Objective To investigate the role of spinal cord TNF-a in the development of bone cancer pain in mice. Methods Seventy-two 4-6 week old C3H/He mice weighing 18-25 g were randomly divided into 3 groups (n = 24 each) : group I sham operation (group S) ; group II bone cancer pain (group BCP) and group Ⅲ etanercept (group E). Bone cancer pain was induced by implantation of osteosarcoma NCTC 2472 cells into the intramedullary space of right femur in group II and Ⅲ . Group Ⅲ received intraperitoneal etanercept 100 μg at 3 days before and immediately before and day 3 and 6 after tumor cell inoculation.

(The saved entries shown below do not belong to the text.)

#[cfg(test)]
mod tests {
    use super::*;
    use crate::entries::Browser;
    use crate::launcher::RecordingLauncher;
    use crate::menu::{MenuError, ScriptedMenu, SelectionFormat};
    use crate::testing::installed_only;

    struct FixedLocales;

    impl LocaleSource for FixedLocales {
        fn locales(&self) -> Vec<String> {
            ["de_DE.UTF-8", "en_US.UTF-8", "fr_FR.UTF-8"]
                .iter()
                .map(|l| (*l).to_string())
                .collect()
        }
    }

    fn browser(config: &Configuration, name: &str) -> BrowserId {
        config.catalog.browsers.find(name).unwrap()
    }

    fn engine(config: &Configuration, name: &str) -> EngineId {
        config.catalog.search_engines.find(name).unwrap()
    }

    #[test]
    fn test_accept_searches_and_exits() {
        let config = Configuration::default();
        let installed = installed_only(&["firefox"]);
        let mut session = Session::new(&config, &installed, &FixedLocales);
        let menu = ScriptedMenu::from_codes(&[(0, "rust borrow checker\n")]);
        let launcher = RecordingLauncher::new();

        assert_eq!(session.run(&menu, &launcher).unwrap(), ExitCode::Success);

        let plans = launcher.plans();
        assert_eq!(plans.len(), 1);
        assert_eq!(plans[0].browser, "Firefox");
        assert_eq!(plans[0].search_engine, "DuckDuckGo");
        assert_eq!(plans[0].url, "https://duckduckgo.com/?q=rust+borrow+checker");
        assert_eq!(
            plans[0].command,
            vec!["firefox", "https://duckduckgo.com/?q=rust+borrow+checker"]
        );
    }

    #[test]
    fn test_search_screen_request() {
        let mut config = Configuration::default();
        config.customization.width = 40;
        let installed = installed_only(&["firefox"]);
        let session = Session::new(&config, &installed, &FixedLocales).with_terms("seed");

        let request = session.request(MenuState::Search, None);
        assert_eq!(request.prompt, SEARCH_PROMPT);
        assert_eq!(
            request.message.as_deref(),
            Some("Search on DuckDuckGo using Firefox.")
        );
        assert_eq!(request.filter.as_deref(), Some("seed"));
        assert_eq!(
            request.theme.as_deref(),
            Some("window { width: 40%; } listview { enabled: false; }")
        );
        assert_eq!(request.format, SelectionFormat::Text);
        assert!(request.lines.is_empty());
    }

    #[test]
    fn test_cancel_exits_without_search() {
        let config = Configuration::default();
        let installed = installed_only(&["firefox"]);
        let mut session = Session::new(&config, &installed, &FixedLocales);
        let launcher = RecordingLauncher::new();

        let code = session.run(&ScriptedMenu::from_codes(&[(1, "")]), &launcher).unwrap();
        assert_eq!(code, ExitCode::Success);
        assert!(launcher.plans().is_empty());
    }

    #[test]
    fn test_pick_browser_then_search() {
        let config = Configuration::default();
        let installed = installed_only(&["firefox", "librewolf"]);
        let mut session = Session::new(&config, &installed, &FixedLocales);
        let menu = ScriptedMenu::from_codes(&[(10, ""), (0, "0"), (0, "privacy")]);
        let launcher = RecordingLauncher::new();

        assert_eq!(session.run(&menu, &launcher).unwrap(), ExitCode::Success);
        assert_eq!(launcher.plans()[0].browser, "Librewolf");

        let requests = menu.requests();
        assert_eq!(requests[1].prompt, BROWSER_PROMPT);
        assert_eq!(requests[1].lines.len(), 1, "current browser is not offered");
        assert!(requests[1].lines[0].starts_with("Librewolf <span color=\"#444444\">"));
        assert_eq!(requests[2].prompt, SEARCH_PROMPT);
    }

    #[test]
    fn test_cancel_in_picker_returns_to_search() {
        let config = Configuration::default();
        let installed = installed_only(&["firefox"]);
        let mut session = Session::new(&config, &installed, &FixedLocales);
        let menu = ScriptedMenu::from_codes(&[(11, ""), (1, ""), (1, "")]);
        let launcher = RecordingLauncher::new();

        assert_eq!(session.run(&menu, &launcher).unwrap(), ExitCode::Success);
        let prompts: Vec<_> = menu.requests().into_iter().map(|r| r.prompt).collect();
        assert_eq!(prompts, vec![SEARCH_PROMPT, SEARCH_ENGINE_PROMPT, SEARCH_PROMPT]);
        assert!(launcher.plans().is_empty());
    }

    #[test]
    fn test_toggle_private_reenters_current_screen() {
        let config = Configuration::default();
        let installed = installed_only(&["firefox"]);
        let mut session = Session::new(&config, &installed, &FixedLocales);
        let menu = ScriptedMenu::from_codes(&[(12, ""), (0, "tor project")]);
        let launcher = RecordingLauncher::new();

        session.run(&menu, &launcher).unwrap();

        let requests = menu.requests();
        assert_eq!(requests[1].prompt, SEARCH_PROMPT);
        assert_eq!(
            requests[1].message.as_deref(),
            Some("Search [privately] on DuckDuckGo using Firefox.")
        );
        let plans = launcher.plans();
        let plan = &plans[0];
        assert!(plan.private);
        assert_eq!(plan.command[1], "--private-window");
    }

    #[test]
    fn test_unbound_keybinding_reenters_picker() {
        let config = Configuration::default();
        let installed = installed_only(&["firefox"]);
        let mut session = Session::new(&config, &installed, &FixedLocales);
        let menu = ScriptedMenu::from_codes(&[(13, ""), (20, ""), (1, ""), (1, "")]);

        session.run(&menu, &RecordingLauncher::new()).unwrap();
        let prompts: Vec<_> = menu.requests().into_iter().map(|r| r.prompt).collect();
        assert_eq!(
            prompts,
            vec![SEARCH_PROMPT, LANGUAGE_PROMPT, LANGUAGE_PROMPT, SEARCH_PROMPT]
        );
    }

    #[test]
    fn test_unexpected_code_is_menu_error() {
        let config = Configuration::default();
        let installed = installed_only(&["firefox"]);
        let mut session = Session::new(&config, &installed, &FixedLocales);

        let code = session
            .run(&ScriptedMenu::from_codes(&[(65, "")]), &RecordingLauncher::new())
            .unwrap();
        assert_eq!(code, ExitCode::MenuError);
    }

    #[test]
    fn test_unmatched_pick_returns_to_search() {
        let config = Configuration::default();
        let installed = installed_only(&["firefox", "brave"]);
        let mut session = Session::new(&config, &installed, &FixedLocales);
        let menu = ScriptedMenu::from_codes(&[(10, ""), (0, "-1"), (11, ""), (0, "99"), (1, "")]);
        let launcher = RecordingLauncher::new();

        assert_eq!(session.run(&menu, &launcher).unwrap(), ExitCode::Success);
        let prompts: Vec<_> = menu.requests().into_iter().map(|r| r.prompt).collect();
        assert_eq!(
            prompts,
            vec![SEARCH_PROMPT, BROWSER_PROMPT, SEARCH_PROMPT, SEARCH_ENGINE_PROMPT, SEARCH_PROMPT]
        );
        assert_eq!(session.browser(), browser(&config, "Firefox"));
        assert_eq!(session.search_engine(), engine(&config, "DuckDuckGo"));
        assert!(launcher.plans().is_empty());
    }

    #[test]
    fn test_non_numeric_index_is_error() {
        let config = Configuration::default();
        let installed = installed_only(&["firefox", "brave"]);
        let mut session = Session::new(&config, &installed, &FixedLocales);
        let menu = ScriptedMenu::from_codes(&[(10, ""), (0, "Brave")]);

        let error = session.run(&menu, &RecordingLauncher::new()).unwrap_err();
        assert!(matches!(error, AppError::Menu(MenuError::InvalidIndex(_))));
        assert_eq!(error.exit_code(), ExitCode::MenuError);
    }

    #[test]
    fn test_pick_language() {
        let config = Configuration::default();
        let installed = installed_only(&["firefox"]);
        let mut session = Session::new(&config, &installed, &FixedLocales);
        let menu = ScriptedMenu::from_codes(&[(13, ""), (0, "fr"), (0, "")]);
        let launcher = RecordingLauncher::new();

        session.run(&menu, &launcher).unwrap();
        let requests = menu.requests();
        assert_eq!(requests[1].lines, vec!["de", "fr"]);
        assert_eq!(requests[1].format, SelectionFormat::Text);
        assert_eq!(session.language(), "fr");
        assert_eq!(launcher.plans()[0].language, "fr");
    }

    #[test]
    fn test_typed_language_must_be_a_code() {
        let mut config = Configuration::default();
        config.main.language = Some("de".to_string());
        let installed = installed_only(&["firefox"]);
        let mut session = Session::new(&config, &installed, &FixedLocales);
        let menu = ScriptedMenu::from_codes(&[
            (13, ""),
            (0, "hello"),
            (13, ""),
            (0, "fr FR"),
            (13, ""),
            (0, ""),
            (0, "rust"),
        ]);
        let launcher = RecordingLauncher::new();

        session.run(&menu, &launcher).unwrap();
        assert_eq!(launcher.plans()[0].language, "de");

        let menu = ScriptedMenu::from_codes(&[(13, ""), (0, "IT"), (1, "")]);
        session.run(&menu, &launcher).unwrap();
        assert_eq!(session.language(), "it");
    }

    #[test]
    fn test_browser_change_follows_its_search_engine() {
        let mut config = Configuration::default();
        let startpage = engine(&config, "Startpage");
        let work = config
            .catalog
            .browsers
            .register(Browser::new("Work", "work-browser").with_search_engine(startpage));
        let installed = installed_only(&["firefox", "work-browser"]);

        let mut session = Session::new(&config, &installed, &FixedLocales);
        session.select_browser(work);
        assert_eq!(session.search_engine(), startpage);

        session.select_browser(browser(&config, "Firefox"));
        assert_eq!(session.search_engine(), engine(&config, "DuckDuckGo"));
    }

    #[test]
    fn test_picked_search_engine_survives_browser_change() {
        let mut config = Configuration::default();
        let startpage = engine(&config, "Startpage");
        let work = config
            .catalog
            .browsers
            .register(Browser::new("Work", "work-browser").with_search_engine(startpage));
        let installed = installed_only(&["firefox", "work-browser"]);

        let mut session = Session::new(&config, &installed, &FixedLocales);
        let mojeek = engine(&config, "Mojeek");
        session.select_search_engine(mojeek);
        session.select_browser(work);
        assert_eq!(session.search_engine(), mojeek);
    }

    #[test]
    fn test_direct_search_uses_private_default() {
        let mut config = Configuration::default();
        config.main.private_search = true;
        config.main.language = Some("de".into());
        config.search_engines.default = Some(engine(&config, "Yahoo!"));
        let installed = installed_only(&["firefox"]);
        let launcher = RecordingLauncher::new();

        let mut session = Session::new(&config, &installed, &FixedLocales);
        session.search("wetter", &launcher).unwrap();

        let plans = launcher.plans();
        let plan = &plans[0];
        assert_eq!(plan.url, "https://de.search.yahoo.com/search?q=wetter");
        assert_eq!(
            plan.command,
            vec![
                "firefox",
                "--private-window",
                "https://de.search.yahoo.com/search?q=wetter"
            ]
        );
    }
}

In group S culture medium α-MEM containing no cancer cell was injected instead. The paw withdrawal threshold to mechanical stimuli (PWMT) and paw withdrawal latency to thermal stimuli ( PWTL) were measured before inoculation (baseline) and at day 3, 5,7, 10, 14 after inoculation respectively. Eight animals were killed on the 7th, 10th, and 14th day after inoculation in each group. The spinal cords were removed and TNF-α mRNA expression in the spinal cord was determined by RT-PCR. Results Cancer pain was significantly attenuated by pretreatment with etanercept. The TNF-α mRNA expression in the spinal cord was significantly increased after inoculation and was significantly attenuated by pretreatment with etanercept in group Ⅲ . Conclusion Spinal cord TNF-a is involved in the development of bone cancer pain in mice.